El día de la inauguración de los Juegos Olímpicos más impredecibles de la historia, unos pocos ciudadanos pasean por las inmediaciones del estadio y del museo olímpico de Tokio, tomándose fotos ante los emblemáticos anillos olímpicos de la que será la cita más extraña de toda su historia moderna. Todos los accesos al público están cerrados y vallados, y decenas de policías vigilan hasta el más mínimo movimiento que se produce en Sendagaya, este tranquilo barrio residencial de la capital nipona. Lo que debía ser el escenario central de la fiesta del olimpismo es el vivo resumen del fiasco.
Después de aplazar un año el evento y de meses de dudas en cuanto una posible anulación, algunos japoneses -muchos de ellos con niños- han querido inmortalizar este momento histórico a pesar de no poder participar ni tan siquiera como público. “He querido venir con los niños para tener un recuerdo de este momento histórico”, explica Keiko, una madre que ha venido desde Kanagawa (sur de la capital). “Es muy triste no poder asistir a ninguna competición teniéndolas a la puerta de casa”, se lamenta esta madre japonesa a El Confidencial.

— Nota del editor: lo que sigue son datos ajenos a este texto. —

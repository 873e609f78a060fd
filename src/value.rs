//! Cell values
//!
//! A [`Value`] is the unit stored in table cells, filter constants and
//! constant measures. Columns are heterogeneous `Vec<Value>` so that rollup
//! super-aggregates can carry the total marker regardless of the column type.

use std::cmp::Ordering;
use std::fmt;
use std::hash::{Hash, Hasher};

use chrono::{NaiveDate, NaiveDateTime};

/// A single cell value.
///
/// `Total` is the internal marker written into grouping cells of rollup /
/// grouping-set super-aggregate rows. It is turned into a display string
/// ("Total" / "Grand Total") only by the post-processor.
#[derive(Debug, Clone)]
pub enum Value {
    Null,
    Total,
    Int(i64),
    Float(f64),
    Bool(bool),
    Str(String),
    Date(NaiveDate),
    DateTime(NaiveDateTime),
    IntList(Vec<i64>),
    StrList(Vec<String>),
    /// Opaque object, kept as parsed JSON
    Object(serde_json::Value),
}

impl Value {
    pub fn is_null(&self) -> bool {
        matches!(self, Value::Null)
    }

    pub fn is_total(&self) -> bool {
        matches!(self, Value::Total)
    }

    /// Numeric view of the value, if it has one.
    pub fn as_f64(&self) -> Option<f64> {
        match self {
            Value::Int(i) => Some(*i as f64),
            Value::Float(f) => Some(*f),
            _ => None,
        }
    }

    pub fn as_i64(&self) -> Option<i64> {
        match self {
            Value::Int(i) => Some(*i),
            _ => None,
        }
    }

    /// Convert a JSON literal (filter constant, constant measure, group
    /// member) into a `Value`. Integers stay integers; other numbers become
    /// floats; arrays of homogeneous scalars become lists; anything else is
    /// kept as an opaque object.
    pub fn from_json(json: &serde_json::Value) -> Value {
        match json {
            serde_json::Value::Null => Value::Null,
            serde_json::Value::Bool(b) => Value::Bool(*b),
            serde_json::Value::Number(n) => {
                if let Some(i) = n.as_i64() {
                    Value::Int(i)
                } else {
                    Value::Float(n.as_f64().unwrap_or(f64::NAN))
                }
            }
            serde_json::Value::String(s) => Value::Str(s.clone()),
            serde_json::Value::Array(items) => {
                if items.iter().all(|v| v.as_i64().is_some()) {
                    Value::IntList(items.iter().filter_map(|v| v.as_i64()).collect())
                } else if items.iter().all(|v| v.is_string()) {
                    Value::StrList(
                        items
                            .iter()
                            .filter_map(|v| v.as_str().map(str::to_string))
                            .collect(),
                    )
                } else {
                    Value::Object(json.clone())
                }
            }
            other => Value::Object(other.clone()),
        }
    }

    /// Inverse of [`Value::from_json`], used when a value must travel as
    /// JSON text (opaque-object fields in the loader).
    pub fn to_json(&self) -> serde_json::Value {
        match self {
            Value::Null => serde_json::Value::Null,
            Value::Total => serde_json::Value::String("<total>".to_string()),
            Value::Int(i) => serde_json::json!(i),
            Value::Float(f) => serde_json::json!(f),
            Value::Bool(b) => serde_json::json!(b),
            Value::Str(s) => serde_json::json!(s),
            Value::Date(d) => serde_json::json!(d.format("%Y-%m-%d").to_string()),
            Value::DateTime(d) => serde_json::json!(d.format("%Y-%m-%dT%H:%M:%S").to_string()),
            Value::IntList(l) => serde_json::json!(l),
            Value::StrList(l) => serde_json::json!(l),
            Value::Object(o) => o.clone(),
        }
    }

    /// Rank used to order values of different kinds against each other.
    fn kind_rank(&self) -> u8 {
        match self {
            Value::Null => 0,
            Value::Bool(_) => 1,
            Value::Int(_) | Value::Float(_) => 2,
            Value::Date(_) => 3,
            Value::DateTime(_) => 4,
            Value::Str(_) => 5,
            Value::IntList(_) => 6,
            Value::StrList(_) => 7,
            Value::Object(_) => 8,
            Value::Total => 9,
        }
    }

    /// Total order over values: nulls first, totals last, numbers compared
    /// across int/float, otherwise by kind then natural order.
    pub fn compare(&self, other: &Value) -> Ordering {
        match (self, other) {
            (Value::Total, Value::Total) => Ordering::Equal,
            (Value::Total, _) => Ordering::Greater,
            (_, Value::Total) => Ordering::Less,
            (Value::Null, Value::Null) => Ordering::Equal,
            (Value::Null, _) => Ordering::Less,
            (_, Value::Null) => Ordering::Greater,
            (Value::Int(a), Value::Int(b)) => a.cmp(b),
            (Value::Float(a), Value::Float(b)) => a.partial_cmp(b).unwrap_or(Ordering::Equal),
            (Value::Int(a), Value::Float(b)) => {
                (*a as f64).partial_cmp(b).unwrap_or(Ordering::Equal)
            }
            (Value::Float(a), Value::Int(b)) => {
                a.partial_cmp(&(*b as f64)).unwrap_or(Ordering::Equal)
            }
            (Value::Bool(a), Value::Bool(b)) => a.cmp(b),
            (Value::Str(a), Value::Str(b)) => a.cmp(b),
            (Value::Date(a), Value::Date(b)) => a.cmp(b),
            (Value::DateTime(a), Value::DateTime(b)) => a.cmp(b),
            (Value::IntList(a), Value::IntList(b)) => a.cmp(b),
            (Value::StrList(a), Value::StrList(b)) => a.cmp(b),
            (a, b) => a.kind_rank().cmp(&b.kind_rank()),
        }
    }
}

// Arithmetic used by the evaluator. Null propagates; int/int division
// promotes to float; division by zero yields null.

impl Value {
    pub fn add(&self, other: &Value) -> Value {
        numeric_op(self, other, |a, b| a + b, |a, b| Some(a + b))
    }

    pub fn sub(&self, other: &Value) -> Value {
        numeric_op(self, other, |a, b| a - b, |a, b| Some(a - b))
    }

    pub fn mul(&self, other: &Value) -> Value {
        numeric_op(self, other, |a, b| a * b, |a, b| Some(a * b))
    }

    pub fn div(&self, other: &Value) -> Value {
        match (self.as_f64(), other.as_f64()) {
            (Some(_), Some(b)) if b == 0.0 => Value::Null,
            (Some(a), Some(b)) => Value::Float(a / b),
            _ => Value::Null,
        }
    }
}

fn numeric_op(
    left: &Value,
    right: &Value,
    int_op: fn(i64, i64) -> i64,
    float_op: fn(f64, f64) -> Option<f64>,
) -> Value {
    match (left, right) {
        (Value::Int(a), Value::Int(b)) => Value::Int(int_op(*a, *b)),
        _ => match (left.as_f64(), right.as_f64()) {
            (Some(a), Some(b)) => float_op(a, b).map(Value::Float).unwrap_or(Value::Null),
            _ => Value::Null,
        },
    }
}

// Structural equality. Floats compare by bit pattern so Value can be a hash
// map key (scope criteria, row keys).

impl PartialEq for Value {
    fn eq(&self, other: &Value) -> bool {
        match (self, other) {
            (Value::Null, Value::Null) => true,
            (Value::Total, Value::Total) => true,
            (Value::Int(a), Value::Int(b)) => a == b,
            (Value::Float(a), Value::Float(b)) => a.to_bits() == b.to_bits(),
            (Value::Bool(a), Value::Bool(b)) => a == b,
            (Value::Str(a), Value::Str(b)) => a == b,
            (Value::Date(a), Value::Date(b)) => a == b,
            (Value::DateTime(a), Value::DateTime(b)) => a == b,
            (Value::IntList(a), Value::IntList(b)) => a == b,
            (Value::StrList(a), Value::StrList(b)) => a == b,
            (Value::Object(a), Value::Object(b)) => a == b,
            _ => false,
        }
    }
}

impl Eq for Value {}

impl Hash for Value {
    fn hash<H: Hasher>(&self, state: &mut H) {
        state.write_u8(self.kind_rank());
        match self {
            Value::Null | Value::Total => {}
            Value::Int(i) => i.hash(state),
            Value::Float(f) => f.to_bits().hash(state),
            Value::Bool(b) => b.hash(state),
            Value::Str(s) => s.hash(state),
            Value::Date(d) => d.hash(state),
            Value::DateTime(d) => d.hash(state),
            Value::IntList(l) => l.hash(state),
            Value::StrList(l) => l.hash(state),
            // serde_json::Value has no Hash; its canonical rendering does.
            Value::Object(o) => o.to_string().hash(state),
        }
    }
}

impl fmt::Display for Value {
    fn fmt(&self, f: &mut fmt::Formatter<'_>) -> fmt::Result {
        match self {
            Value::Null => write!(f, "null"),
            Value::Total => write!(f, "<total>"),
            Value::Int(i) => write!(f, "{}", i),
            Value::Float(v) => write!(f, "{}", v),
            Value::Bool(b) => write!(f, "{}", b),
            Value::Str(s) => write!(f, "{}", s),
            Value::Date(d) => write!(f, "{}", d),
            Value::DateTime(d) => write!(f, "{}", d.format("%Y-%m-%dT%H:%M:%S")),
            Value::IntList(l) => {
                let parts: Vec<String> = l.iter().map(|v| v.to_string()).collect();
                write!(f, "[{}]", parts.join(", "))
            }
            Value::StrList(l) => write!(f, "[{}]", l.join(", ")),
            Value::Object(o) => write!(f, "{}", o),
        }
    }
}

impl From<i64> for Value {
    fn from(v: i64) -> Self {
        Value::Int(v)
    }
}

impl From<f64> for Value {
    fn from(v: f64) -> Self {
        Value::Float(v)
    }
}

impl From<bool> for Value {
    fn from(v: bool) -> Self {
        Value::Bool(v)
    }
}

impl From<&str> for Value {
    fn from(v: &str) -> Self {
        Value::Str(v.to_string())
    }
}

impl From<String> for Value {
    fn from(v: String) -> Self {
        Value::Str(v)
    }
}

#[cfg(test)]
mod tests {
    use super::*;

    #[test]
    fn test_compare_numbers_across_kinds() {
        assert_eq!(Value::Int(2).compare(&Value::Float(2.5)), Ordering::Less);
        assert_eq!(Value::Float(3.0).compare(&Value::Int(3)), Ordering::Equal);
    }

    #[test]
    fn test_totals_sort_last_and_nulls_first() {
        assert_eq!(Value::Total.compare(&Value::Str("zz".into())), Ordering::Greater);
        assert_eq!(Value::Null.compare(&Value::Int(i64::MIN)), Ordering::Less);
        assert_eq!(Value::Total.compare(&Value::Total), Ordering::Equal);
    }

    #[test]
    fn test_division_semantics() {
        assert_eq!(Value::Int(10).div(&Value::Int(4)), Value::Float(2.5));
        assert_eq!(Value::Int(1).div(&Value::Int(0)), Value::Null);
        assert_eq!(Value::Null.div(&Value::Int(2)), Value::Null);
    }

    #[test]
    fn test_int_arithmetic_stays_int() {
        assert_eq!(Value::Int(2).add(&Value::Int(3)), Value::Int(5));
        assert_eq!(Value::Int(2).mul(&Value::Float(3.0)), Value::Float(6.0));
    }

    #[test]
    fn test_null_propagation() {
        assert_eq!(Value::Null.add(&Value::Int(1)), Value::Null);
        assert_eq!(Value::Str("a".into()).sub(&Value::Int(1)), Value::Null);
    }

    #[test]
    fn test_from_json() {
        assert_eq!(Value::from_json(&serde_json::json!(42)), Value::Int(42));
        assert_eq!(Value::from_json(&serde_json::json!(1.5)), Value::Float(1.5));
        assert_eq!(
            Value::from_json(&serde_json::json!(["a", "b"])),
            Value::StrList(vec!["a".into(), "b".into()])
        );
        assert_eq!(
            Value::from_json(&serde_json::json!([1, 2])),
            Value::IntList(vec![1, 2])
        );
    }
}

El Gobierno japonés ha ignorado la enorme oposición pública a la celebración de esta cita olímpica y ha forzado su puesta en marcha contra viento y marea. A pesar de los esfuerzos del Comité Olímpico Internacional (COI) y de las autoridades por ofrecer todo tipo de garantías en cuanto a control y seguridad de la pandemia, el goteo de casos exclusivamente relacionados con los Juegos Olímpicos (entre trabajadores y atletas) ya ronda el centenar. Los expertos aseguran que la burbuja aislada en que querían convertir la Villa Olímpica ya ha sido reventada y se podrían multiplicar los casos en pocos días.
El primer ministro, Yoshihide Suga, ha afirmado que renunciar a la celebración de los Juegos sería “lo más simple y más fácil, el papel del Gobierno es el de asumir desafíos”, en declaraciones a The Wall Street Journal. Debido a esta intransigencia y determinación del Gobierno, el país está sumido, por una parte, bajo el temor que la cita olímpica sirva de catapulta para una devastadora quinta ola y, por otra parte, con un sentimiento de impotencia ante la apertura de unos eventos que no despiertan mucho entusiasmo.